Oil & Gas UK reported it does not expected production to rise in 2012, and volumes from current fields are expected to decrease by 50 percent by 2020. Significant investment is needed to bring new fields online to offset this decline and keep aging facilities safe, said Edison in its report.
Deloitte's Petroleum Services Group noted that the number of field start-ups occurring in the first half of 2012 shows positive signs for the industry. Eight new fields have been brought onstream so far this year, higher than the total number of field start-ups seen last year and more than double those seen in 2009 and 2010.
GE Partnering with UK Independents for North Sea Development
With the European financial crisis opening the door for new development lenders, GE Energy Financial Services began partnering last September with smaller independent producers operating in the UK North Sea to finance field development ventures.
The Stamford, Conn.-based company recently helped fund a loan deal for Xcite Energy for its Bentley Phase 2 development.
Including Xcite, the company has participated in three financing deals for the North Sea. The company announced its North Sea oil and gas development lending program last September with its participation with an existing group of financial institutions to fund Sterling Resources' first phase development of the Breagh field in the southern UK North Sea.
While major companies such as Chevron – which recently announced a major investment in the North Sea, will continue to tackle large, technically complex fields due to their financial capability to shoulder these costs, GE has been partnering with independents to produce remaining accumulations of reserves in the UK North Sea's original large discoveries.
Majors would not typically be interested in these second and even third generation reserves.
"We're doing more what I would call blocking and tackling," said John Schaeffer, managing director for oil and gas at GE Energy Financial Services.
The company will continue to focus on lending opportunities in the North Sea, with no plans to expand into the Norwegian sector, where oil and gas exploration and production activity is dominated by large exploration and production companies.
GE does not own reserves in the North Sea, as ownership could expose the company to abandonment risk. Instead, the company has participated in funding through bank syndicates.
GE offers the ability to play anywhere throughout the value chain, said Schaeffer, managing director for oil and gas. The company has extensive experiencing funding U.S. energy infrastructure projects, including the financing of platforms constructed for installation in the U.S. Gulf of Mexico.
The company has provided nearly $6 billion in debt and equity in upstream oil and gas projects for nearly two decades. The company typically partners with small, independent domestic producers to purchase assets through a limited partnership structure.

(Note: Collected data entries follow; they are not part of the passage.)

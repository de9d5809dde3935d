// Copyright (c) 2025 Felix Kahle.
//
// Permission is hereby granted, free of charge, to any person obtaining
// a copy of this software and associated documentation files (the
// "Software"), to deal in the Software without restriction, including
// without limitation the rights to use, copy, modify, merge, publish,
// distribute, sublicense, and/or sell copies of the Software, and to
// permit persons to whom the Software is furnished to do so, subject to
// the following conditions:
//
// The above copyright notice and this permission notice shall be
// included in all copies or substantial portions of the Software.
//
// THE SOFTWARE IS PROVIDED "AS IS", WITHOUT WARRANTY OF ANY KIND,
// EXPRESS OR IMPLIED, INCLUDING BUT NOT LIMITED TO THE WARRANTIES OF
// MERCHANTABILITY, FITNESS FOR A PARTICULAR PURPOSE AND
// NONINFRINGEMENT. IN NO EVENT SHALL THE AUTHORS OR COPYRIGHT HOLDERS BE
// LIABLE FOR ANY CLAIM, DAMAGES OR OTHER LIABILITY, WHETHER IN AN ACTION
// OF CONTRACT, TORT OR OTHERWISE, ARISING FROM, OUT OF OR IN CONNECTION
// WITH THE SOFTWARE OR THE USE OR OTHER DEALINGS IN THE SOFTWARE.

//! Monitoring combinators for the adversary search
//!
//! Provides `CompositeMonitor`, a fan‑out monitor that forwards every event
//! to its children in insertion order. This lets logging and tree recording
//! run side by side without coupling them to the search.

use crate::{
    monitor::adversary_monitor::{AdversaryMonitor, CutReason},
    stats::SearchStatistics,
};
use binstretch_core::num::numeric::StretchNumeric;
use binstretch_model::{
    configuration::BinConfiguration, index::BinIndex, weights::WeightUniverse,
};

/// A monitor that aggregates multiple monitors and forwards events to all of them.
pub struct CompositeMonitor<'a, T>
where
    T: StretchNumeric,
{
    monitors: Vec<Box<dyn AdversaryMonitor<T> + 'a>>,
}

impl<'a, T> Default for CompositeMonitor<'a, T>
where
    T: StretchNumeric,
{
    fn default() -> Self {
        Self::new()
    }
}

impl<'a, T> CompositeMonitor<'a, T>
where
    T: StretchNumeric,
{
    /// Creates a new empty `CompositeMonitor`.
    #[inline(always)]
    pub fn new() -> Self {
        Self {
            monitors: Vec::new(),
        }
    }

    /// Creates a new `CompositeMonitor` with room for `capacity` monitors.
    #[inline(always)]
    pub fn with_capacity(capacity: usize) -> Self {
        Self {
            monitors: Vec::with_capacity(capacity),
        }
    }

    /// Adds a new monitor.
    #[inline(always)]
    pub fn add_monitor<M>(&mut self, monitor: M)
    where
        M: AdversaryMonitor<T> + 'a,
    {
        self.monitors.push(Box::new(monitor));
    }

    /// Adds a boxed monitor.
    #[inline(always)]
    pub fn add_monitor_boxed(&mut self, monitor: Box<dyn AdversaryMonitor<T> + 'a>) {
        self.monitors.push(monitor);
    }

    /// Returns the monitors in insertion order.
    #[inline(always)]
    pub fn monitors(&self) -> &[Box<dyn AdversaryMonitor<T> + 'a>] {
        &self.monitors
    }

    #[inline(always)]
    pub fn len(&self) -> usize {
        self.monitors.len()
    }

    #[inline(always)]
    pub fn is_empty(&self) -> bool {
        self.monitors.is_empty()
    }
}

impl<'a, T> FromIterator<Box<dyn AdversaryMonitor<T> + 'a>> for CompositeMonitor<'a, T>
where
    T: StretchNumeric,
{
    #[inline(always)]
    fn from_iter<I>(iter: I) -> Self
    where
        I: IntoIterator<Item = Box<dyn AdversaryMonitor<T> + 'a>>,
    {
        Self {
            monitors: iter.into_iter().collect(),
        }
    }
}

impl<'a, T> AdversaryMonitor<T> for CompositeMonitor<'a, T>
where
    T: StretchNumeric,
{
    #[inline(always)]
    fn name(&self) -> &str {
        "CompositeMonitor"
    }

    #[inline(always)]
    fn on_enter_search(
        &mut self,
        root: &BinConfiguration<T>,
        weights: &WeightUniverse<T>,
        statistics: &SearchStatistics,
    ) {
        for monitor in &mut self.monitors {
            monitor.on_enter_search(root, weights, statistics);
        }
    }

    #[inline(always)]
    fn on_exit_search(&mut self, root: &BinConfiguration<T>, value: T, statistics: &SearchStatistics) {
        for monitor in &mut self.monitors {
            monitor.on_exit_search(root, value, statistics);
        }
    }

    #[inline(always)]
    fn on_node(
        &mut self,
        config: &BinConfiguration<T>,
        lower: T,
        upper: T,
        depth: u64,
        statistics: &SearchStatistics,
    ) {
        for monitor in &mut self.monitors {
            monitor.on_node(config, lower, upper, depth, statistics);
        }
    }

    #[inline(always)]
    fn on_cut(&mut self, reason: CutReason<T>, value: T, statistics: &SearchStatistics) {
        for monitor in &mut self.monitors {
            monitor.on_cut(reason, value, statistics);
        }
    }

    #[inline(always)]
    fn on_memo_hit(&mut self, value: T, statistics: &SearchStatistics) {
        for monitor in &mut self.monitors {
            monitor.on_memo_hit(value, statistics);
        }
    }

    #[inline(always)]
    fn on_descend(
        &mut self,
        config: &BinConfiguration<T>,
        weight: T,
        bin: BinIndex,
        statistics: &SearchStatistics,
    ) {
        for monitor in &mut self.monitors {
            monitor.on_descend(config, weight, bin, statistics);
        }
    }

    #[inline(always)]
    fn on_backtrack(&mut self, value: T, statistics: &SearchStatistics) {
        for monitor in &mut self.monitors {
            monitor.on_backtrack(value, statistics);
        }
    }

    #[inline(always)]
    fn on_weight_evaluated(
        &mut self,
        weight: T,
        value: T,
        improved: bool,
        statistics: &SearchStatistics,
    ) {
        for monitor in &mut self.monitors {
            monitor.on_weight_evaluated(weight, value, improved, statistics);
        }
    }
}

GE's upstream oil and gas investment team includes a mix of personnel with technical backgrounds such as petroleum engineering who later moved into the financial services industry. Many of the team members have over 20 years of energy industry experience – the team has over 100 years of combined industry experience – crossing the entire spectrum of exploration and production.
"We're comfortable and knowledgeable in the energy space, and have expertise to track all aspects of the industry," said Jim Burgoyne, managing director and leader of the Natural Resources group at GE Energy Financial Services.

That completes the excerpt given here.